#### PROMPT
Copy nothing from the entries below except the lines from the one containing "- Implementations live" through the one containing "escape the root", and copy those exactly.

#### DATA TO USE
Start of Block
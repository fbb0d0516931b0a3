//! Deterministic, pattern-based metadata extractors
//!
//! Seven independent extractors run over the raw text: title, parties, contract date,
//! expiration date, value, currency and key terms. Contract type is derived from the title.
//! Given the same text, the output is identical on every call apart from `extractionDate`.

use super::patterns::{patterns, KeyTermDomain, PatternSet, ValueCategory};
use crate::error::ParserError;
use chrono::{Datelike, NaiveDate};
use pactum_domain::{ContractMetadata, ExtractionMethod};
use regex::{Captures, Regex};
use serde_json::Value;
use std::collections::{BTreeMap, BTreeSet};

const TITLE_SCAN_LINES: usize = 5;
const MIN_FALLBACK_TITLE_CHARS: usize = 10;
const MIN_PARTY_CHARS: usize = 4;
const MAX_PARTY_CHARS: usize = 120;
const YEAR_RANGE: std::ops::RangeInclusive<i32> = 1990..=2100;

/// Last words that mark a quoted phrase as a defined term rather than a party
const DEFINED_TERM_ENDINGS: &[&str] = &[
    "Agreement",
    "Information",
    "Date",
    "Property",
    "Product",
    "Products",
    "Patents",
    "Services",
    "Period",
    "Term",
    "Territory",
    "Field",
    "Materials",
    "Rights",
    "Technology",
    "Software",
    "Fee",
    "Fees",
    "Payment",
    "Payments",
    "Deliverables",
];

const ENTITY_ABBREVIATIONS: &[&str] = &["Inc", "Corp", "Ltd", "Co", "L.L.C", "S.A", "N.V", "B.V"];

const DATE_FORMATS: &[&str] = &["%Y-%m-%d", "%m/%d/%Y", "%B %d %Y", "%d %B %Y", "%b %d %Y", "%d %b %Y"];

/// Run every rule-based extractor over `text`
///
/// Fails only when the pattern tables are unusable.
pub fn extract(text: &str) -> Result<ContractMetadata, ParserError> {
    let patterns = patterns()?;
    let mut metadata = ContractMetadata::empty(ExtractionMethod::RuleBased);

    metadata.title = extract_title(patterns, text);
    metadata.contract_type = metadata
        .title
        .as_deref()
        .and_then(|title| contract_type(patterns, title));
    metadata.set_parties(extract_parties(patterns, text));
    metadata.contract_date = first_date(&patterns.contract_dates, text);
    metadata.expiration_date = first_date(&patterns.expiration_dates, text);
    metadata.contract_value = extract_value(patterns, text);
    metadata.currency = extract_currency(patterns, text);

    let (terms, domains) = extract_key_terms(patterns, text);
    metadata.set_key_terms(terms);
    metadata.custom_fields.insert(
        "keyTermDomains".into(),
        Value::Array(
            domains
                .iter()
                .map(|domain| Value::from(domain.as_str()))
                .collect(),
        ),
    );

    Ok(metadata)
}
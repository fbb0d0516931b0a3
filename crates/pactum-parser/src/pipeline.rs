//! The contract parsing pipeline
//!
//! ```text
//! DocumentSource → TextExtractor → SegmentationEngine → ChunkClassifier → ChunkAssembler → Chunk[]
//!                                └→ MetadataExtractor → ContractMetadata
//! ```

use crate::ai::SharedProvider;
use crate::assemble::ChunkAssembler;
use crate::classify::ChunkClassifier;
use crate::config::ParserConfig;
use crate::error::ParserError;
use crate::metadata::MetadataExtractor;
use crate::segment::{SegmentationEngine, SplitStrategy};
use pactum_domain::{Chunk, ContractMetadata, DocumentSource, TextExtractor};
use serde::{Deserialize, Serialize};
use std::fmt::Display;
use tracing::{debug, info};

/// Metadata and chunks for one document
#[derive(Debug, Clone, PartialEq, Serialize, Deserialize)]
#[serde(rename_all = "camelCase")]
pub struct ProcessedDocument {
    /// Document id
    pub document_id: String,

    /// Segmentation strategy that produced the chunks
    pub strategy: SplitStrategy,

    /// Document-level metadata
    pub metadata: ContractMetadata,

    /// Chunks in document order
    pub chunks: Vec<Chunk>,
}

/// Parses contracts into metadata and typed chunks
///
/// The AI capability is fixed at construction: pass `None` for the provider to run every
/// stage on its deterministic fallback.
pub struct ContractParser<S, X> {
    source: S,
    extractor: X,
    segmenter: SegmentationEngine,
    classifier: ChunkClassifier,
    metadata_extractor: MetadataExtractor,
    assembler: ChunkAssembler,
}

impl<S, X> ContractParser<S, X>
where
    S: DocumentSource,
    S::Error: Display,
    X: TextExtractor,
    X::Error: Display,
{
    /// Create a new parser
    pub fn new(
        source: S,
        extractor: X,
        config: ParserConfig,
        llm: Option<SharedProvider>,
    ) -> Result<Self, ParserError> {
        config.validate().map_err(ParserError::Config)?;

        info!(
            "Contract parser ready (AI {})",
            if llm.is_some() { "enabled" } else { "disabled" }
        );

        Ok(Self {
            source,
            extractor,
            segmenter: SegmentationEngine::from_config(&config),
            classifier: ChunkClassifier::new(llm.clone(), config.clone()),
            metadata_extractor: MetadataExtractor::new(llm, config),
            assembler: ChunkAssembler::default(),
        })
    }

    /// Replace the chunk assembler, e.g. to change the processing method tag
    pub fn with_assembler(mut self, assembler: ChunkAssembler) -> Self {
        self.assembler = assembler;
        self
    }

    /// Whether a generative provider was configured
    pub fn is_ai_available(&self) -> bool {
        self.classifier.is_ai_available()
    }

    /// Extract metadata for a stored document
    pub async fn parse(&self, document_id: &str) -> Result<ContractMetadata, ParserError> {
        let text = self.load_text(document_id)?;
        Ok(self.extract_metadata(&text).await)
    }

    /// Chunk a stored document
    pub async fn chunk(&self, document_id: &str) -> Result<Vec<Chunk>, ParserError> {
        let text = self.load_text(document_id)?;
        Ok(self.chunk_text(document_id, &text).await)
    }

    /// Extract metadata and chunks for a stored document concurrently
    pub async fn process(&self, document_id: &str) -> Result<ProcessedDocument, ParserError> {
        let text = self.load_text(document_id)?;

        let (metadata, (strategy, chunks)) = tokio::join!(
            self.extract_metadata(&text),
            self.chunk_text_with_strategy(document_id, &text)
        );

        Ok(ProcessedDocument {
            document_id: document_id.to_string(),
            strategy,
            metadata,
            chunks,
        })
    }

    /// Extract metadata from already decoded text
    pub async fn extract_metadata(&self, text: &str) -> ContractMetadata {
        self.metadata_extractor.extract(text).await
    }

    /// Chunk already decoded text
    pub async fn chunk_text(&self, document_id: &str, text: &str) -> Vec<Chunk> {
        self.chunk_text_with_strategy(document_id, text).await.1
    }

    /// Chunk already decoded text and report the segmentation strategy
    pub async fn chunk_text_with_strategy(
        &self,
        document_id: &str,
        text: &str,
    ) -> (SplitStrategy, Vec<Chunk>) {
        let segmentation = self.segmenter.segment_with_strategy(text);
        let classifications = self.classifier.classify_all(&segmentation.chunks).await;
        let chunks = self
            .assembler
            .assemble(&segmentation.chunks, &classifications, document_id);

        info!(
            "Chunked document {} into {} chunks ({})",
            document_id,
            chunks.len(),
            segmentation.strategy
        );
        (segmentation.strategy, chunks)
    }

    fn load_text(&self, document_id: &str) -> Result<String, ParserError> {
        let document = self
            .source
            .get_document(document_id)
            .map_err(|e| ParserError::Source(e.to_string()))?
            .ok_or_else(|| ParserError::DocumentNotFound(document_id.to_string()))?;

        if !self.extractor.supports(&document.content_type) {
            return Err(ParserError::UnsupportedFormat(document.content_type));
        }

        let text = self
            .extractor
            .extract_text(&document)
            .map_err(|e| ParserError::TextExtraction(e.to_string()))?;

        debug!("Loaded document {} ({} chars)", document_id, text.chars().count());
        Ok(text)
    }
}
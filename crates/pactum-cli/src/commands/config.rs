//! Config command implementation.

use crate::cli::ConfigArgs;
use crate::config::Config;
use crate::error::Result;
use crate::output::Formatter;
use pactum_parser::ParserConfig;

/// Execute the config command.
///
/// A preset replaces the loaded file; otherwise the effective configuration is printed.
pub fn execute_config(args: ConfigArgs, config: &Config, formatter: &Formatter) -> Result<()> {
    let parser = render(args, config);
    println!("{}", formatter.format_config(&parser)?);
    Ok(())
}

fn render(args: ConfigArgs, config: &Config) -> ParserConfig {
    match args.preset {
        Some(preset) => preset.into(),
        None => config.parser.clone(),
    }
}
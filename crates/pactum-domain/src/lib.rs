//! Pactum Domain Layer
//!
//! Core value types and collaborator interfaces for the contract parsing pipeline.
//!
//! ## Key Concepts
//!
//! - **Chunk**: A contiguous slice of contract text with a structural type and derived annotations
//! - **Structural Type**: One of Header, Clause, Term, Condition, Signature, Other
//! - **Contract Metadata**: Document-level summary (title, parties, dates, value, key terms, type)
//! - **Section Info**: A `(number, title)` pair read from a numbered heading
//!
//! ## Architecture
//!
//! This crate holds no infrastructure:
//! - Plain data types with serde support
//! - Trait definitions for every external collaborator (generative text, document bytes,
//!   text extraction)
//! - Implementations live in `pactum-llm` and `pactum-parser`

#![warn(missing_docs)]
#![warn(clippy::all)]

pub mod chunk;
pub mod metadata;
pub mod traits;

// Re-exports for convenience
pub use chunk::{Chunk, ChunkId, SectionInfo, StructuralType};
pub use metadata::{ContractMetadata, ExtractionMethod};
pub use traits::{Document, DocumentSource, GenerationOptions, LlmProvider, TextExtractor};
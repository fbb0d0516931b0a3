//! Document sources and text extraction
//!
//! Binary formats (PDF, Word) are recognised by content type but not decoded here; the
//! [`PlainTextExtractor`] reports them as unsupported.

use pactum_domain::{Document, DocumentSource, TextExtractor};
use std::collections::HashMap;
use std::convert::Infallible;
use std::fs;
use std::io;
use std::path::{Path, PathBuf};
use thiserror::Error;
use tracing::debug;

/// Content type for plain text documents
pub const TEXT_PLAIN: &str = "text/plain";

/// Content type reported for files with an unknown extension
pub const OCTET_STREAM: &str = "application/octet-stream";

/// Content type inferred from a file extension
pub fn content_type_for(path: &Path) -> &'static str {
    let extension = path
        .extension()
        .and_then(|ext| ext.to_str())
        .map(|ext| ext.to_ascii_lowercase());

    match extension.as_deref() {
        Some("txt" | "text" | "md") => TEXT_PLAIN,
        Some("pdf") => "application/pdf",
        Some("doc") => "application/msword",
        Some("docx") => "application/vnd.openxmlformats-officedocument.wordprocessingml.document",
        _ => OCTET_STREAM,
    }
}

/// Documents stored as files under one root directory
///
/// The document id is a file name relative to the root. Ids that would escape the root
/// (`..`, path separators, absolute paths) are rejected.
#[derive(Debug, Clone)]
pub struct FsDocumentSource {
    root: PathBuf,
}

impl FsDocumentSource {
    /// Create a source reading from `root`
    pub fn new(root: impl Into<PathBuf>) -> Self {
        Self { root: root.into() }
    }

    /// Root directory
    pub fn root(&self) -> &Path {
        &self.root
    }

    fn resolve(&self, document_id: &str) -> io::Result<PathBuf> {
        let invalid = document_id.is_empty()
            || document_id == "."
            || document_id.contains("..")
            || document_id.contains(['/', '\\'])
            || Path::new(document_id).is_absolute();

        if invalid {
            return Err(io::Error::new(
                io::ErrorKind::InvalidInput,
                format!("Invalid document id: {:?}", document_id),
            ));
        }

        Ok(self.root.join(document_id))
    }
}

impl DocumentSource for FsDocumentSource {
    type Error = io::Error;

    fn get_document(&self, document_id: &str) -> Result<Option<Document>, Self::Error> {
        let path = self.resolve(document_id)?;
        match fs::read(&path) {
            Ok(bytes) => {
                debug!("Read {} bytes from {}", bytes.len(), path.display());
                Ok(Some(Document {
                    bytes,
                    content_type: content_type_for(&path).to_string(),
                }))
            }
            Err(e) if e.kind() == io::ErrorKind::NotFound => Ok(None),
            Err(e) => Err(e),
        }
    }
}

/// Documents held in memory, keyed by id
#[derive(Debug, Clone, Default)]
pub struct InMemoryDocumentSource {
    documents: HashMap<String, Document>,
}

impl InMemoryDocumentSource {
    /// Create an empty source
    pub fn new() -> Self {
        Self::default()
    }

    /// Store a document under `document_id`, replacing any previous one
    pub fn insert(&mut self, document_id: impl Into<String>, document: Document) {
        self.documents.insert(document_id.into(), document);
    }

    /// Store plain text under `document_id`
    pub fn insert_text(&mut self, document_id: impl Into<String>, text: &str) {
        self.insert(
            document_id,
            Document {
                bytes: text.as_bytes().to_vec(),
                content_type: TEXT_PLAIN.to_string(),
            },
        );
    }

    /// Number of stored documents
    pub fn len(&self) -> usize {
        self.documents.len()
    }

    /// Whether no documents are stored
    pub fn is_empty(&self) -> bool {
        self.documents.is_empty()
    }
}

impl DocumentSource for InMemoryDocumentSource {
    type Error = Infallible;

    fn get_document(&self, document_id: &str) -> Result<Option<Document>, Self::Error> {
        Ok(self.documents.get(document_id).cloned())
    }
}

/// Errors from decoding document bytes
#[derive(Error, Debug)]
pub enum DecodeError {
    /// Content type is not handled by this extractor
    #[error("Unsupported content type: {0}")]
    Unsupported(String),

    /// Bytes are not valid UTF-8
    #[error("Invalid UTF-8: {0}")]
    InvalidUtf8(#[from] std::string::FromUtf8Error),
}

/// Decodes `text/plain` documents
#[derive(Debug, Clone, Copy, Default)]
pub struct PlainTextExtractor;

impl TextExtractor for PlainTextExtractor {
    type Error = DecodeError;

    fn supports(&self, content_type: &str) -> bool {
        content_type
            .split(';')
            .next()
            .is_some_and(|base| base.trim().eq_ignore_ascii_case(TEXT_PLAIN))
    }

    fn extract_text(&self, document: &Document) -> Result<String, Self::Error> {
        if !self.supports(&document.content_type) {
            return Err(DecodeError::Unsupported(document.content_type.clone()));
        }

        let text = String::from_utf8(document.bytes.clone())?;
        Ok(text
            .strip_prefix('\u{FEFF}')
            .map(str::to_string)
            .unwrap_or(text))
    }
}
End of Block
#### SOLUTION
//! - Implementations live in `pactum-llm` and `pactum-parser`

#![warn(missing_docs)]
#![warn(clippy::all)]

pub mod chunk;
pub mod metadata;
pub mod traits;

// Re-exports for convenience
pub use chunk::{Chunk, ChunkId, SectionInfo, StructuralType};
pub use metadata::{ContractMetadata, ExtractionMethod};
pub use traits::{Document, DocumentSource, GenerationOptions, LlmProvider, TextExtractor};
repository fbb0d0516931b0a3
//! Document sources and text extraction
//!
//! Binary formats (PDF, Word) are recognised by content type but not decoded here; the
//! [`PlainTextExtractor`] reports them as unsupported.

use pactum_domain::{Document, DocumentSource, TextExtractor};
use std::collections::HashMap;
use std::convert::Infallible;
use std::fs;
use std::io;
use std::path::{Path, PathBuf};
use thiserror::Error;
use tracing::debug;

/// Content type for plain text documents
pub const TEXT_PLAIN: &str = "text/plain";

/// Content type reported for files with an unknown extension
pub const OCTET_STREAM: &str = "application/octet-stream";

/// Content type inferred from a file extension
pub fn content_type_for(path: &Path) -> &'static str {
    let extension = path
        .extension()
        .and_then(|ext| ext.to_str())
        .map(|ext| ext.to_ascii_lowercase());

    match extension.as_deref() {
        Some("txt" | "text" | "md") => TEXT_PLAIN,
        Some("pdf") => "application/pdf",
        Some("doc") => "application/msword",
        Some("docx") => "application/vnd.openxmlformats-officedocument.wordprocessingml.document",
        _ => OCTET_STREAM,
    }
}

/// Documents stored as files under one root directory
///
/// The document id is a file name relative to the root. Ids that would escape the root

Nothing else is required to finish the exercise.